§ **Work required**
Every line of the material should be output exactly as written.

§ **Data shown**
....
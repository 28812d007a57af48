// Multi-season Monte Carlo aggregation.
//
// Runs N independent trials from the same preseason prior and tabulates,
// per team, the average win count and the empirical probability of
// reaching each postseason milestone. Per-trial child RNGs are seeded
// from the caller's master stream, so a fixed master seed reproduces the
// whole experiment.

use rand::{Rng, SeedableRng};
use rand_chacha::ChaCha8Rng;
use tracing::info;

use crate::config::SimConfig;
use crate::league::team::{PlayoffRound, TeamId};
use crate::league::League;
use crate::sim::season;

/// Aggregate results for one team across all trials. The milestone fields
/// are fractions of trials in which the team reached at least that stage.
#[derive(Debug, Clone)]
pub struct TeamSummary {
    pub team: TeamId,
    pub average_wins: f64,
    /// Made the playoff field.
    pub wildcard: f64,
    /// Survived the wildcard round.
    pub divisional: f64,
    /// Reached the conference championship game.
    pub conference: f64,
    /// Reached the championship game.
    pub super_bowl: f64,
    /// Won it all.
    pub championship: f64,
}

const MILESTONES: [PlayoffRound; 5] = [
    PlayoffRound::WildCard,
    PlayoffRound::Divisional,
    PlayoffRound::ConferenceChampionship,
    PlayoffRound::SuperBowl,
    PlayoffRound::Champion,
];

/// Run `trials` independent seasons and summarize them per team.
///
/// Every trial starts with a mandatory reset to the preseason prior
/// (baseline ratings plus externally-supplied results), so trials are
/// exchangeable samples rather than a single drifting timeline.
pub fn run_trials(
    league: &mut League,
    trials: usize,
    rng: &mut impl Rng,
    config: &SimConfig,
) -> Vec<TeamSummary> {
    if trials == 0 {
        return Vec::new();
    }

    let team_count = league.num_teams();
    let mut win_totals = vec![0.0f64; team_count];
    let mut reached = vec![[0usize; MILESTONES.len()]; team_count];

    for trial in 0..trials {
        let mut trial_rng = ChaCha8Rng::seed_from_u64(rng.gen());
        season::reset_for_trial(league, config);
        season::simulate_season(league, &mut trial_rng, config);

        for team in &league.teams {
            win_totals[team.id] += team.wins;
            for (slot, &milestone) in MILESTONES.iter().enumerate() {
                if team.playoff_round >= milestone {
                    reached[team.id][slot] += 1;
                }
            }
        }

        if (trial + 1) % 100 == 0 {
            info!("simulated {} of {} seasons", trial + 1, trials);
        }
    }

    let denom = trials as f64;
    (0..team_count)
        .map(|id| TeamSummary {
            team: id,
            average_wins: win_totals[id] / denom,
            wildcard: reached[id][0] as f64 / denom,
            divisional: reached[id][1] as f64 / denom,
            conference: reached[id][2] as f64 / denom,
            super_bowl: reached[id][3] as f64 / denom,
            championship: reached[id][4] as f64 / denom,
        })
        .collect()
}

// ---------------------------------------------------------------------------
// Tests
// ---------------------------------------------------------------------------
....
§ **Answer for this exercise**
repository 28812d007a57af48
// Multi-season Monte Carlo aggregation.
//
// Runs N independent trials from the same preseason prior and tabulates,
// per team, the average win count and the empirical probability of
// reaching each postseason milestone. Per-trial child RNGs are seeded
// from the caller's master stream, so a fixed master seed reproduces the
// whole experiment.

use rand::{Rng, SeedableRng};
use rand_chacha::ChaCha8Rng;
use tracing::info;

use crate::config::SimConfig;
use crate::league::team::{PlayoffRound, TeamId};
use crate::league::League;
use crate::sim::season;

/// Aggregate results for one team across all trials. The milestone fields
/// are fractions of trials in which the team reached at least that stage.
#[derive(Debug, Clone)]
pub struct TeamSummary {
    pub team: TeamId,
    pub average_wins: f64,
    /// Made the playoff field.
    pub wildcard: f64,
    /// Survived the wildcard round.
    pub divisional: f64,
    /// Reached the conference championship game.
    pub conference: f64,
    /// Reached the championship game.
    pub super_bowl: f64,
    /// Won it all.
    pub championship: f64,
}

const MILESTONES: [PlayoffRound; 5] = [
    PlayoffRound::WildCard,
    PlayoffRound::Divisional,
    PlayoffRound::ConferenceChampionship,
    PlayoffRound::SuperBowl,
    PlayoffRound::Champion,
];

/// Run `trials` independent seasons and summarize them per team.
///
/// Every trial starts with a mandatory reset to the preseason prior
/// (baseline ratings plus externally-supplied results), so trials are
/// exchangeable samples rather than a single drifting timeline.
pub fn run_trials(
    league: &mut League,
    trials: usize,
    rng: &mut impl Rng,
    config: &SimConfig,
) -> Vec<TeamSummary> {
    if trials == 0 {
        return Vec::new();
    }

    let team_count = league.num_teams();
    let mut win_totals = vec![0.0f64; team_count];
    let mut reached = vec![[0usize; MILESTONES.len()]; team_count];

    for trial in 0..trials {
        let mut trial_rng = ChaCha8Rng::seed_from_u64(rng.gen());
        season::reset_for_trial(league, config);
        season::simulate_season(league, &mut trial_rng, config);

        for team in &league.teams {
            win_totals[team.id] += team.wins;
            for (slot, &milestone) in MILESTONES.iter().enumerate() {
                if team.playoff_round >= milestone {
                    reached[team.id][slot] += 1;
                }
            }
        }

        if (trial + 1) % 100 == 0 {
            info!("simulated {} of {} seasons", trial + 1, trials);
        }
    }

    let denom = trials as f64;
    (0..team_count)
        .map(|id| TeamSummary {
            team: id,
            average_wins: win_totals[id] / denom,
            wildcard: reached[id][0] as f64 / denom,
            divisional: reached[id][1] as f64 / denom,
            conference: reached[id][2] as f64 / denom,
            super_bowl: reached[id][3] as f64 / denom,
            championship: reached[id][4] as f64 / denom,
        })
        .collect()
}

// ---------------------------------------------------------------------------
// Tests
// ---------------------------------------------------------------------------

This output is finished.